_EXERCISE BRIEF_. Only the number is needed: count the lines below that hold the string "while".

(Saved data entries)
use std::collections::VecDeque;
use std::fmt;
use std::sync::{Condvar, Mutex, MutexGuard, PoisonError};
use std::time::{Duration, Instant};

use crate::thread::error::QueueError;

/// A thread-safe FIFO queue shared between actor threads.
///
/// The station uses two of these: the admission queue (actor ids waiting for
/// their turn) and, inside [`ResourcePool`](crate::thread::pool::ResourcePool),
/// the idle resource handles.
///
/// # Thread Safety
/// - Every operation runs inside a single critical section
/// - Every mutation wakes all blocked waiters, which then re-check their condition
/// - A poisoned lock is recovered; no operation leaves the queue half-updated
///
/// # Capacity
/// The queue itself is unbounded; only the waits on it are bounded.
pub struct BoundedFifoQueue<T> {
    /// Items and the push counter, behind one lock
    state: Mutex<QueueState<T>>,

    /// Signalled on every push, pop and explicit wake-up
    changed: Condvar,
}

struct QueueState<T> {
    items: VecDeque<T>,
    /// Number of pushes so far; the ticket of the next push
    pushed: u64,
}

impl<T> fmt::Debug for BoundedFifoQueue<T> {
    fn fmt(&self, f: &mut fmt::Formatter<'_>) -> fmt::Result {
        let state = self.lock();
        f.debug_struct("BoundedFifoQueue")
            .field("len", &state.items.len())
            .field("pushed", &state.pushed)
            .finish()
    }
}

impl<T> Default for BoundedFifoQueue<T> {
    fn default() -> Self {
        Self::new()
    }
}

impl<T> BoundedFifoQueue<T> {
    /// Creates an empty queue.
    pub fn new() -> Self {
        Self::with_capacity(0)
    }

    /// Creates an empty queue with room for `capacity` items before reallocating.
    pub fn with_capacity(capacity: usize) -> Self {
        Self {
            state: Mutex::new(QueueState {
                items: VecDeque::with_capacity(capacity),
                pushed: 0,
            }),
            changed: Condvar::new(),
        }
    }

    fn lock(&self) -> MutexGuard<'_, QueueState<T>> {
        self.state.lock().unwrap_or_else(PoisonError::into_inner)
    }

    /// Appends an item to the back of the queue.
    ///
    /// Always succeeds. The item is visible to every observer once this
    /// returns.
    ///
    /// # Returns
    /// The item's ticket: the number of pushes that happened before it.
    /// Tickets are assigned inside the critical section, so they order pushes
    /// exactly.
    pub fn push(&self, item: T) -> u64 {
        self.push_with(item, || ())
    }

    /// Like [`push`](Self::push), running `on_push` inside the same critical
    /// section as the push.
    pub fn push_with<F>(&self, item: T, on_push: F) -> u64
    where
        F: FnOnce(),
    {
        let ticket = {
            let mut state = self.lock();
            let ticket = state.pushed;
            state.pushed += 1;
            state.items.push_back(item);
            on_push();
            ticket
        };
        self.changed.notify_all();
        ticket
    }

    /// Removes and returns the front item, blocking until there is one.
    pub fn pop_front(&self) -> T {
        self.pop_front_with(|_| ())
    }

    /// Like [`pop_front`](Self::pop_front), running `on_pop` on the item
    /// inside the same critical section as the pop.
    pub fn pop_front_with<F>(&self, on_pop: F) -> T
    where
        F: FnOnce(&T),
    {
        let mut state = self.lock();
        loop {
            if let Some(item) = state.items.pop_front() {
                on_pop(&item);
                drop(state);
                self.changed.notify_all();
                return item;
            }
            state = self
                .changed
                .wait(state)
                .unwrap_or_else(PoisonError::into_inner);
        }
    }

    /// Removes and returns the front item, waiting at most `timeout` for one.
    ///
    /// # Returns
    /// * `Ok(item)` - The front item
    /// * `Err(QueueError::Timeout)` - Nothing arrived in time
    pub fn pop_front_timeout(&self, timeout: Duration) -> Result<T, QueueError> {
        let deadline = Instant::now() + timeout;
        let mut state = self.lock();
        loop {
            if let Some(item) = state.items.pop_front() {
                drop(state);
                self.changed.notify_all();
                return Ok(item);
            }
            let now = Instant::now();
            if now >= deadline {
                return Err(QueueError::Timeout(timeout));
            }
            state = self
                .changed
                .wait_timeout(state, deadline - now)
                .unwrap_or_else(PoisonError::into_inner)
                .0;
        }
    }

    /// Removes and returns the front item if there is one.
    pub fn try_pop_front(&self) -> Option<T> {
        let item = self.lock().items.pop_front();
        if item.is_some() {
            self.changed.notify_all();
        }
        item
    }

    /// Blocks until `ready` accepts the current front of the queue.
    ///
    /// `ready` runs under the queue lock: once when called, then again after
    /// every push, pop and [`wake_all`](Self::wake_all). It must be cheap and
    /// must not touch this queue. Conditions that depend on state outside the
    /// queue are only re-checked if whoever changes that state calls
    /// `wake_all` afterwards.
    pub fn wait_front_until<F>(&self, mut ready: F)
    where
        F: FnMut(Option<&T>) -> bool,
    {
        let mut state = self.lock();
        while !ready(state.items.front()) {
            state = self
                .changed
                .wait(state)
                .unwrap_or_else(PoisonError::into_inner);
        }
    }

    /// Wakes every blocked waiter so it re-checks its condition.
    pub fn wake_all(&self) {
        // Taking the lock orders this wake-up after any condition check in flight.
        let _state = self.lock();
        self.changed.notify_all();
    }

    /// Removes every item, front first.
    pub fn drain(&self) -> Vec<T> {
        let items: Vec<T> = self.lock().items.drain(..).collect();
        self.changed.notify_all();
        items
    }

    /// Gets the number of items currently in the queue.
    ///
    /// This is a snapshot and may change by the time the value is used.
    pub fn len(&self) -> usize {
        self.lock().items.len()
    }

    /// Runs `read` on the current length while holding the queue lock.
    ///
    /// State that only changes inside [`push_with`](Self::push_with) or
    /// [`pop_front_with`](Self::pop_front_with) hooks reads consistently with
    /// the length here.
    pub fn len_with<R, F>(&self, read: F) -> R
    where
        F: FnOnce(usize) -> R,
    {
        read(self.lock().items.len())
    }

    /// Checks if the queue is empty.
    ///
    /// This is a snapshot and may change by the time the value is used; it is
    /// a polling hint, never a guarantee that a following pop will not block.
    pub fn is_empty(&self) -> bool {
        self.lock().items.is_empty()
    }

    /// Total number of pushes since the queue was created.
    pub fn pushed(&self) -> u64 {
        self.lock().pushed
    }
}

impl<T: Clone> BoundedFifoQueue<T> {
    /// Returns a copy of the front item without removing it.
    ///
    /// The answer is only true at the instant of the call; callers must
    /// re-check after any later blocking operation.
    ///
    /// # Returns
    /// * `Ok(item)` - A copy of the front item
    /// * `Err(QueueError::Empty)` - The queue had no items
    pub fn peek_front(&self) -> Result<T, QueueError> {
        self.lock().items.front().cloned().ok_or(QueueError::Empty)
    }

    /// Copies every item, front first.
    pub fn snapshot(&self) -> Vec<T> {
        self.lock().items.iter().cloned().collect()
    }
}

#[cfg(test)]
mod tests {
    use super::*;
    use std::sync::Arc;
    use std::thread;

    #[test]
    fn test_push_pop_preserves_order() {
        let queue = BoundedFifoQueue::new();
        for i in 0..5 {
            queue.push(i);
        }

        let popped: Vec<i32> = (0..5).map(|_| queue.pop_front()).collect();
        assert_eq!(popped, vec![0, 1, 2, 3, 4]);
        assert!(queue.is_empty());
    }

    #[test]
    fn test_push_returns_sequential_tickets() {
        let queue = BoundedFifoQueue::new();
        assert_eq!(queue.push('a'), 0);
        assert_eq!(queue.push('b'), 1);
        queue.pop_front();
        assert_eq!(queue.push('c'), 2);
        assert_eq!(queue.pushed(), 3);
    }

    #[test]
    fn test_peek_does_not_remove() {
        let queue = BoundedFifoQueue::new();
        assert_eq!(queue.peek_front(), Err(QueueError::Empty));

        queue.push(7);
        queue.push(8);
        assert_eq!(queue.peek_front(), Ok(7));
        assert_eq!(queue.peek_front(), Ok(7));
        assert_eq!(queue.len(), 2);
    }

    #[test]
    fn test_pop_timeout_on_empty_queue() {
        let queue: BoundedFifoQueue<u8> = BoundedFifoQueue::new();
        let result = queue.pop_front_timeout(Duration::from_millis(20));
        assert_eq!(result, Err(QueueError::Timeout(Duration::from_millis(20))));
    }

    #[test]
    fn test_blocking_pop_wakes_on_push() {
        let queue = Arc::new(BoundedFifoQueue::new());
        let consumer = {
            let queue = Arc::clone(&queue);
            thread::spawn(move || queue.pop_front())
        };

        thread::sleep(Duration::from_millis(20));
        queue.push(42);
        assert_eq!(consumer.join().unwrap(), 42);
    }

    #[test]
    fn test_wait_front_until_sees_later_front() {
        let queue = Arc::new(BoundedFifoQueue::new());
        queue.push(1);
        queue.push(2);

        let waiter = {
            let queue = Arc::clone(&queue);
            thread::spawn(move || queue.wait_front_until(|front| front == Some(&2)))
        };

        thread::sleep(Duration::from_millis(20));
        assert!(!waiter.is_finished());
        assert_eq!(queue.pop_front(), 1);
        waiter.join().unwrap();
        assert_eq!(queue.snapshot(), vec![2]);
    }

    #[test]
    fn test_drain_empties_in_order() {
        let queue = BoundedFifoQueue::with_capacity(4);
        queue.push("x");
        queue.push("y");
        assert_eq!(queue.drain(), vec!["x", "y"]);
        assert_eq!(queue.try_pop_front(), None);
    }
}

_RESPONSE_. 2